These interests are not entirely consistent. Despite the importance of entrepreneurial
opportunities to the faculty hiring process, many factors may make a faculty inventor's
company the least desirable vehicle for bringing an invention to market. For example,
university researchers are often untrained and inexperienced in business matters. If the
faculty inventor insists on personally controlling the management of the company, the
financial viability of the venture may be compromised.
The company may have
insufficient experience, facilities or financial resources. Finally, transactions involving
the university, its faculty employee and a private company raise difficult issues relating to
3
conflicts of interest and research integrity, and they present a minefield of potential legal
disputes.
If these factors result in a major disruption or the failure of the business, the
university's interest in commercializing its technology is obviously defeated.
An
otherwise marketable invention can be tied up for years in legal wrangling. Moreover, if
business disputes arise in the course of the transaction, the university's interest in
retaining a valuable professor is in jeopardy. If the institution attempts to protect its
interests in these situations, it runs the risk of alienating the professor. For example, if
the professor's company does not make satisfactory progress in developing the invention,
will the university be willing to terminate the license agreement? If it does so, the
professor’s interest in the company may be rendered worthless and his future relationship
with the university is not likely to be happy, or productive. If the university is somehow
able to regain control of the technology and attempts to market it to another firm, the
faculty inventor may have an understandable reluctance to work with the new licensee.
A technology transfer agreement with a company in which the faculty inventor has an
interest clearly presents risks not seen in similar transactions with other companies.
These risks are increased if university administrators and the faculty entrepreneur fail to
appreciate the true nature of the proposed affiliation. The parties are accustomed to
dealing with each other in an employer-employee relationship complicated by issues such
as tenure, academic freedom and faculty governance. The proposed contract between the
faculty member's company and the university is something entirely different - a business
relationship in which the profit margin is the only indicia of success.

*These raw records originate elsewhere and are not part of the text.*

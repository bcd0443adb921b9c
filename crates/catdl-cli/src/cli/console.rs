//! Human-readable progress lines on stdout.

use catdl_core::enumerate::{EnumerationSummary, ItemEvent};
use catdl_core::progress::format_size;
use std::io::Write;

/// Turns driver events into progress lines.
///
/// `Started` leaves a `Downloading... ` line open; the next event closes it
/// with `OK`, or with `failed` when a new attempt or a failure follows.
pub struct ConsoleReporter<W: Write> {
    out: W,
    pending: bool,
}

impl<W: Write> ConsoleReporter<W> {
    pub fn new(out: W) -> Self {
        Self {
            out,
            pending: false,
        }
    }

    pub fn handle(&mut self, event: ItemEvent<'_>) {
        let _ = self.write_event(event);
    }

    fn close_pending(&mut self) -> std::io::Result<()> {
        if self.pending {
            self.pending = false;
            writeln!(self.out, "failed.")?;
        }
        Ok(())
    }

    fn write_event(&mut self, event: ItemEvent<'_>) -> std::io::Result<()> {
        match event {
            ItemEvent::Started { id, metadata } => {
                self.close_pending()?;
                writeln!(
                    self.out,
                    "Item ID: {}. File name: '{}'. File size: {}",
                    id,
                    metadata.file_name,
                    format_size(metadata.content_length as f64)
                )?;
                write!(self.out, "Downloading... ")?;
                self.pending = true;
            }
            ItemEvent::Done { report, .. } => {
                self.pending = false;
                writeln!(
                    self.out,
                    "OK. Average download speed: {}.\n",
                    report.stats().rate_string()
                )?;
            }
            ItemEvent::Missing { id } => {
                self.close_pending()?;
                writeln!(self.out, "Item ID {} doesn't exist.", id)?;
            }
            ItemEvent::Vanished { id } => {
                self.close_pending()?;
                writeln!(self.out, "Item ID {}: download link disappeared, skipped.", id)?;
            }
            ItemEvent::Failed { id, error } => {
                self.close_pending()?;
                writeln!(self.out, "Item ID {}: giving up: {}", id, error)?;
            }
        }
        self.out.flush()
    }

    pub fn summary(&mut self, summary: &EnumerationSummary) {
        let _ = self.close_pending();
        let range = match summary.end {
            Some(end) => format!("{}..={}", summary.start, end),
            None => "nothing to do".to_string(),
        };
        let _ = writeln!(
            self.out,
            "Finished ({}): {} downloaded ({}), {} skipped, {} failed.",
            range,
            summary.done,
            format_size(summary.bytes as f64),
            summary.skipped,
            summary.failed.len()
        );
        if !summary.failed.is_empty() {
            let ids: Vec<String> = summary.failed.iter().map(|id| id.to_string()).collect();
            let _ = writeln!(self.out, "Failed item IDs: {}", ids.join(", "));
        }
        let _ = self.out.flush();
    }

    /// Close any open `Downloading... ` line, e.g. before an error is printed.
    pub fn finish(&mut self) {
        let _ = self.close_pending();
        let _ = self.out.flush();
    }
}
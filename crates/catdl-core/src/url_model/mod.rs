//! File-name derivation for downloaded items.
//!
//! Turns the raw token from a Content-Disposition header into the single name
//! used on disk: extracted, HTML-unescaped, then sanitized.

mod content_disposition;
mod sanitize;

pub use content_disposition::parse_content_disposition_filename;
pub use sanitize::sanitize_filename;

/// Name used when sanitization leaves nothing usable.
const DEFAULT_FILENAME: &str = "download.bin";

/// HTML-unescape then sanitize a raw file-name token.
///
/// # Examples
///
/// - `clean_file_name("C&amp;C: Red Alert.pdf")` → `"C&C - Red Alert.pdf"`
/// - `clean_file_name("..")` → `"download.bin"`
pub fn clean_file_name(raw: &str) -> String {
    let unescaped = html_escape::decode_html_entities(raw);
    let sanitized = sanitize_filename(&unescaped);
    if sanitized.is_empty() || sanitized == "." || sanitized == ".." {
        DEFAULT_FILENAME.to_string()
    } else {
        sanitized
    }
}

/// Derives the on-disk file name from a Content-Disposition header value.
///
/// Returns `None` when no file-name token can be extracted.
pub fn derive_file_name(content_disposition: &str) -> Option<String> {
    parse_content_disposition_filename(content_disposition).map(|raw| clean_file_name(&raw))
}
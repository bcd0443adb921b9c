//! Retry loop: run a closure until success or policy says stop.

use super::policy::{RetryDecision, RetryPolicy};
use crate::error::{CatalogError, Result};
use crate::interrupt::InterruptFlag;
use std::time::{Duration, Instant};

const SLEEP_SLICE: Duration = Duration::from_millis(100);

/// Runs `f` until it succeeds, fails with a non-retryable error, or the
/// policy's attempt ceiling is reached.
///
/// Exhaustion is reported as `CatalogError::RetryExhausted` wrapping the last
/// failure. An interrupt, raised before an attempt, during backoff, or by the
/// operation itself, is returned as `CatalogError::Interrupted` right away.
pub fn run_with_retry<T, F>(policy: &RetryPolicy, interrupt: &InterruptFlag, mut f: F) -> Result<T>
where
    F: FnMut() -> Result<T>,
{
    let mut attempt = 1u32;
    loop {
        if interrupt.is_raised() {
            return Err(CatalogError::Interrupted);
        }
        match f() {
            Ok(value) => {
                if attempt > 1 {
                    tracing::info!(attempts = attempt, "succeeded after retry");
                }
                return Ok(value);
            }
            Err(e) => {
                if interrupt.is_raised() {
                    return Err(CatalogError::Interrupted);
                }
                if !e.is_retryable() {
                    return Err(e);
                }
                match policy.decide(attempt) {
                    RetryDecision::NoRetry => {
                        tracing::error!(error = %e, attempts = attempt, "retry attempts exhausted");
                        return Err(CatalogError::RetryExhausted {
                            attempts: attempt,
                            last: Box::new(e),
                        });
                    }
                    RetryDecision::RetryAfter(d) => {
                        tracing::warn!(
                            error = %e,
                            attempt,
                            max_attempts = policy.max_attempts,
                            delay_ms = d.as_millis() as u64,
                            "attempt failed, retrying"
                        );
                        sleep_unless_interrupted(d, interrupt)?;
                        attempt += 1;
                    }
                }
            }
        }
    }
}

fn sleep_unless_interrupted(delay: Duration, interrupt: &InterruptFlag) -> Result<()> {
    let deadline = Instant::now() + delay;
    loop {
        if interrupt.is_raised() {
            return Err(CatalogError::Interrupted);
        }
        let now = Instant::now();
        if now >= deadline {
            return Ok(());
        }
        std::thread::sleep((deadline - now).min(SLEEP_SLICE));
    }
}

The profitability of university activities usually ranks low on the list of institutional
priorities. Faced with a proposal from a faculty-owned company, academic administrators
may give inadequate attention to the institution's financial goals and may fail to consider
other more desirable technology transfer options.
Faculty may approach these
transactions with an expectation that they are entitled to the deal and may be offended if
the university makes demands or requires performance benchmarks or other assurances.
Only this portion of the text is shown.